Money earned by a corporation remains the property of the
corporation, and does not become the property of the stockholders
unless and until it is distributed among them by the corporation.
The corporation may treat it and deal with it either as profits of
its business or as an addition to its capital. Acting in good faith
and for the best interests of all concerned, the corporation may
distribute its earnings at once to the stockholders as income, or
it may reserve part of the earnings of a prosperous year to make up
for a possible lack of profits in future years, or it may retain
portions of its earnings and allow them to accumulate, and then
invest them in its own works and plant so as to secure and increase
the permanent value of its property.
Which of these courses shall be pursued is to be determined by
the directors with due regard to the condition of the company's
property and affairs as a whole, and unless in case of fraud or bad
faith on their part, their discretion in this respect cannot be
controlled by the courts, even at the suit of owners of preferred
stock, entitled by express agreement with the corporation to
dividends at a certain yearly rate, "in preference to the payment
of any dividend on the common stock, but dependent on the profits
of each particular year, as declared by the board of directors."

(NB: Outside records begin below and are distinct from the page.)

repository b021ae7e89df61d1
// SPDX-License-Identifier: MIT
// Copyright 2026 Roland Dreier <roland@rolandd.dev>

//! Middleware modules.

pub mod auth;

pub use auth::require_auth;
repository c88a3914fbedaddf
//! Recording doubles for the handler and observer seams.

use std::sync::{Arc, Condvar, Mutex};
use std::time::{Duration, Instant};

use natsline_wire::{FrameKind, InboundFrame, Message, ServerInfo, SubscriptionId};

use crate::{ClientError, ClientObserver, ConnectionState, MessageHandler, WorkerExit, WorkerId};

/// Handler that stores every delivered message.
#[derive(Clone, Default)]
pub struct RecordingHandler {
    inner: Arc<(Mutex<Vec<Message>>, Condvar)>,
}

impl RecordingHandler {
    /// Blocks until `count` messages have been delivered or `timeout`
    /// elapses, returning whatever arrived.
    pub fn wait_for(&self, count: usize, timeout: Duration) -> Vec<Message> {
        let (messages, arrived) = &*self.inner;
        let deadline = Instant::now() + timeout;
        let mut guard = messages.lock().expect("handler mutex poisoned");
        while guard.len() < count {
            let remaining = deadline.saturating_duration_since(Instant::now());
            if remaining.is_zero() {
                break;
            }
            guard = arrived
                .wait_timeout(guard, remaining)
                .expect("handler mutex poisoned")
                .0;
        }
        guard.clone()
    }
}

impl MessageHandler for RecordingHandler {
    fn on_message(&self, message: &Message) {
        let (messages, arrived) = &*self.inner;
        messages
            .lock()
            .expect("handler mutex poisoned")
            .push(message.clone());
        arrived.notify_all();
    }
}

/// Engine events captured by [`RecordingObserver`].
#[derive(Debug, Clone, PartialEq, Eq)]
pub enum ObservedEvent {
    StateChanged(ConnectionState, ConnectionState),
    ServerAnnounced(Option<String>),
    CommandSent(String),
    FrameReceived(FrameKind),
    WorkerSpawned(SubscriptionId),
    WorkerPanicked(WorkerId),
    WorkerCompleted(WorkerId),
    ErrorAbsorbed(String),
}

/// Observer that keeps every event for later assertions.
#[derive(Debug, Default)]
pub struct RecordingObserver {
    events: Mutex<Vec<ObservedEvent>>,
}

impl RecordingObserver {
    pub fn events(&self) -> Vec<ObservedEvent> {
        self.events
            .lock()
            .expect("observer mutex poisoned")
            .clone()
    }

    /// State transitions in the order they happened.
    pub fn transitions(&self) -> Vec<ConnectionState> {
        self.events()
            .into_iter()
            .filter_map(|event| match event {
                ObservedEvent::StateChanged(_, to) => Some(to),
                _ => None,
            })
            .collect()
    }

    fn record(&self, event: ObservedEvent) {
        self.events
            .lock()
            .expect("observer mutex poisoned")
            .push(event);
    }
}

impl ClientObserver for RecordingObserver {
    fn state_changed(&self, from: ConnectionState, to: ConnectionState) {
        self.record(ObservedEvent::StateChanged(from, to));
    }

    fn server_announced(&self, info: &ServerInfo) {
        self.record(ObservedEvent::ServerAnnounced(
            info.server_id().map(str::to_owned),
        ));
    }

    fn command_sent(&self, frame: &[u8]) {
        self.record(ObservedEvent::CommandSent(
            String::from_utf8_lossy(frame).into_owned(),
        ));
    }

    fn frame_received(&self, frame: &InboundFrame) {
        self.record(ObservedEvent::FrameReceived(frame.kind()));
    }

    fn worker_spawned(&self, _worker: WorkerId, sid: &SubscriptionId) {
        self.record(ObservedEvent::WorkerSpawned(sid.clone()));
    }

    fn worker_finished(&self, exit: WorkerExit) {
        self.record(match exit {
            WorkerExit::Completed(worker) => ObservedEvent::WorkerCompleted(worker),
            WorkerExit::Panicked(worker) => ObservedEvent::WorkerPanicked(worker),
        });
    }

    fn error_absorbed(&self, error: &ClientError) {
        self.record(ObservedEvent::ErrorAbsorbed(error.to_string()));
    }
}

New York, Lake Erie & Western Railroad v. Nickals,
119 U. S. 296,
119 U. S. 304,
119 U. S. 307.
Reserved and accumulated earnings, so long as they are held and
invested by the corporation, being part of its corporate property,
it follows that the interest therein represented by each share is
capital, and not income, of that share as between the tenant for
life and the remainderman, legal or equitable, thereof. Whether the
gains and profits of a corporation should be so invested and
apportioned as to increase the value of each share of stock for the
benefit of all persons interested in it, either for a term of life
or of years, or by way of remainder in fee, or should be
distributed and paid out as income to the tenant for life or for
years, excluding the remainderman
Page 136 U. S. 559
from any participation therein, is a question to be determined
by the action of the corporation itself at such times and in such
manner as the fair and honest administration of its whole property
and business may require or permit, and by a rule applicable to all
holders of like shares of its stock, and cannot, without producing
great embarrassment and inconvenience, be left open to be tried and
determined by the courts as often as it may be litigated between
persons claiming successive interests under a trust created by the
will of a single shareholder, and by a distinct and separate
investigation, through a master in chancery or otherwise, of the
affairs and accounts of the corporation, as of the dates when the
provisions of the will of that shareholder take effect, and with
regard to his shares only.
In ascertaining the rights of such persons, the intention of the
testator, so far as manifested by him, must, of course, control,
but when he has given no special direction upon the question as to
what shall be considered principal and what income, he must be
presumed to have had in view the lawful power of the corporation
over the use and apportionment of its earnings, and to have
intended that the determination of that question should depend upon
the regular action of the corporation with regard to all its
shares.
Therefore when a distribution of earnings is made by a
corporation among its stockholders, the question whether such
distribution is an apportionment of additional stock representing
capital or a division of profits and income depends upon the
substance and intent of the action of the corporation as manifested
by its vote or resolution, and ordinarily a dividend declared in
stock is to be deemed capital, and a dividend in money is to be
deemed income, of each share.
A stock dividend really takes nothing from the property of the
corporation and adds nothing to the interests of the shareholders.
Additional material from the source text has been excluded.